Depuis longtemps, personne n’écoutait plus guère
ces échos de civilisation qui parvenaient jusqu'à
l'Antarctique.
Un soir pourtant, l’un d’entre nous capta le scoop :
“Un petit pas pour l'homme, un grand pas pour
l’humanité”. Mais la nouvelle du débarquement sur
la lune laissa la plupart des hivernants froids
comme le pays qui nous entourait. Seule subsista,
chez trois d’entre nous, une petite lueur
d’appartenance à une planète de cinq milliards
d’hommes.
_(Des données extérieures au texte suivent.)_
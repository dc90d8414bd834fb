use rocket::response::status;
use rocket::serde::json::{self, Json};
use rocket::State;
use uuid::Uuid;

use crate::data::department::db::problem as department_problem;
use crate::data::department::db::{
    DepartmentCreateData, DepartmentDbExt, DepartmentFilter, DepartmentUpdateData,
};
use crate::data::class::ClassWithRelations;
use crate::data::department::{Department, DepartmentUser, DepartmentWithSubjectCount};
use crate::data::subject::SubjectWithClassCount;
use crate::db::Db;
use crate::middleware::paging::PageQuery;
use crate::resp::envelope::{Paginated, Pagination, Payload};
use crate::resp::problem::{problems, Problem};
use crate::resp::session::AuthSession;
use crate::validate::Violations;

/// List departments with their subject counts
#[utoipa::path(
    params(
        ("search" = Option<String>, Query, description = "substring match on name or code")
    ),
    responses(
        (status = 200, description = "Paginated departments, each with subjectCount"),
        (status = 401, description = "Missing or invalid session", body = Problem),
    ),
    security(("session" = []))
)]
#[get("/departments?<search>")]
#[tracing::instrument]
pub async fn department_list(
    search: Option<&str>,
    pages: PageQuery,
    _session: AuthSession,
    db: &State<Db>,
) -> Result<Json<Paginated<DepartmentWithSubjectCount>>, Problem> {
    let mut violations = Violations::new();
    let paging = pages.resolve(&mut violations);
    violations.finish()?;

    let filter = DepartmentFilter {
        search: search.map(str::to_owned),
    };
    let (departments, total) = db.list_departments(&filter, paging).await?;

    Ok(Json(Paginated::new(
        departments,
        Pagination::new(paging.page, paging.limit, total),
    )))
}

/// Get one department
#[utoipa::path(
    responses(
        (status = 200, description = "Department with subjectCount"),
        (status = 404, description = "Unknown department", body = Problem),
    ),
    security(("session" = []))
)]
#[get("/departments/<id>")]
#[tracing::instrument]
pub async fn department_get(
    id: Uuid,
    _session: AuthSession,
    db: &State<Db>,
) -> Result<Json<Payload<DepartmentWithSubjectCount>>, Problem> {
    let department = db
        .get_department_with_stats(id)
        .await?
        .ok_or_else(|| department_problem::not_found(id))?;

    Ok(Json(Payload::new(department)))
}

/// Create a department
#[utoipa::path(
    request_body = DepartmentCreateData,
    responses(
        (status = 201, description = "Department created", body = Department),
        (status = 403, description = "Caller is not an admin", body = Problem),
        (status = 409, description = "Department code already taken", body = Problem),
    ),
    security(("session" = []))
)]
#[post("/departments", format = "application/json", data = "<data>")]
#[tracing::instrument]
pub async fn department_create(
    data: Result<Json<DepartmentCreateData>, json::Error<'_>>,
    session: AuthSession,
    db: &State<Db>,
) -> Result<status::Created<Json<Payload<Department>>>, Problem> {
    if !session.role.can_write_departments() {
        return Err(problems::forbidden());
    }
    let data = data.map_err(|e| problems::parse_problem(&e))?.into_inner();
    data.validate()?;

    let department = db.create_department(data).await?;
    let location = format!("/api/departments/{}", department.id);

    Ok(status::Created::new(location)
        .body(Json(Payload::with_message(department, "department created"))))
}

/// Update a department
#[utoipa::path(
    request_body = DepartmentUpdateData,
    responses(
        (status = 200, description = "Updated department", body = Department),
        (status = 404, description = "Unknown department", body = Problem),
        (status = 409, description = "Department code already taken", body = Problem),
    ),
    security(("session" = []))
)]
#[put("/departments/<id>", format = "application/json", data = "<data>")]
#[tracing::instrument]
pub async fn department_update(
    id: Uuid,
    data: Result<Json<DepartmentUpdateData>, json::Error<'_>>,
    session: AuthSession,
    db: &State<Db>,
) -> Result<Json<Payload<Department>>, Problem> {
    if !session.role.can_write_departments() {
        return Err(problems::forbidden());
    }
    let data = data.map_err(|e| problems::parse_problem(&e))?.into_inner();
    data.validate()?;

    let department = db.update_department(id, data).await?;
    Ok(Json(Payload::new(department)))
}

/// Delete a department without subjects
#[utoipa::path(
    responses(
        (status = 200, description = "Department deleted"),
        (status = 404, description = "Unknown department", body = Problem),
        (status = 409, description = "Department still has subjects", body = Problem),
    ),
    security(("session" = []))
)]
#[delete("/departments/<id>")]
#[tracing::instrument]
pub async fn department_delete(
    id: Uuid,
    session: AuthSession,
    db: &State<Db>,
) -> Result<Json<Payload<Uuid>>, Problem> {
    if !session.role.can_write_departments() {
        return Err(problems::forbidden());
    }

    db.delete_department(id).await?;
    Ok(Json(Payload::with_message(id, "department deleted")))
}

/// List a department's subjects with their class counts
#[utoipa::path(
    responses(
        (status = 200, description = "Paginated subjects, each with classCount"),
        (status = 404, description = "Unknown department", body = Problem),
    ),
    security(("session" = []))
)]
#[get("/departments/<id>/subjects")]
#[tracing::instrument]
pub async fn department_subjects(
    id: Uuid,
    pages: PageQuery,
    _session: AuthSession,
    db: &State<Db>,
) -> Result<Json<Paginated<SubjectWithClassCount>>, Problem> {
    let mut violations = Violations::new();
    let paging = pages.resolve(&mut violations);
    violations.finish()?;

    let (subjects, total) = db.list_department_subjects(id, paging).await?;
    Ok(Json(Paginated::new(
        subjects,
        Pagination::new(paging.page, paging.limit, total),
    )))
}

/// List the classes taught under a department
#[utoipa::path(
    responses(
        (status = 200, description = "Paginated classes with subject and teacher resolved"),
        (status = 404, description = "Unknown department", body = Problem),
    ),
    security(("session" = []))
)]
#[get("/departments/<id>/classes")]
#[tracing::instrument]
pub async fn department_classes(
    id: Uuid,
    pages: PageQuery,
    _session: AuthSession,
    db: &State<Db>,
) -> Result<Json<Paginated<ClassWithRelations>>, Problem> {
    let mut violations = Violations::new();
    let paging = pages.resolve(&mut violations);
    violations.finish()?;

    let (classes, total) = db.list_department_classes(id, paging).await?;
    Ok(Json(Paginated::new(
        classes,
        Pagination::new(paging.page, paging.limit, total),
    )))
}

/// List the users involved with a department
#[utoipa::path(
    responses(
        (status = 200, description = "Paginated teachers and enrolled students, each with classCount"),
        (status = 404, description = "Unknown department", body = Problem),
    ),
    security(("session" = []))
)]
#[get("/departments/<id>/users")]
#[tracing::instrument]
pub async fn department_users(
    id: Uuid,
    pages: PageQuery,
    _session: AuthSession,
    db: &State<Db>,
) -> Result<Json<Paginated<DepartmentUser>>, Problem> {
    let mut violations = Violations::new();
    let paging = pages.resolve(&mut violations);
    violations.finish()?;

    let (users, total) = db.list_department_users(id, paging).await?;
    Ok(Json(Paginated::new(
        users,
        Pagination::new(paging.page, paging.limit, total),
    )))
}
Cela valait bien que l’on sable l’une
des trois bouteilles de champagne miraculeusement
intactes au milieu de vieilles caisses restées dehors
et qui avaient survécu à quelques années de
surgélation naturelle.
La célébration fut donc intime. “Où que l’on soit,
le cosmos existe!”
Trois jours plus tard, un télégramme forcément
laconique d’un enfant de l’un d’entre nous
annonçait fièrement: “Me suis couché 4 heures du
matin pour voir américains sur lune - stop - Bisous
- stop”
Cinq colonnes à la lune
A 3h16 du matin, heure de Greenwich, le
module d’alunissage de la mission américaine
de débarquement sur la lune s’est détaché du
vaisseau principal avec deux hommes à bord.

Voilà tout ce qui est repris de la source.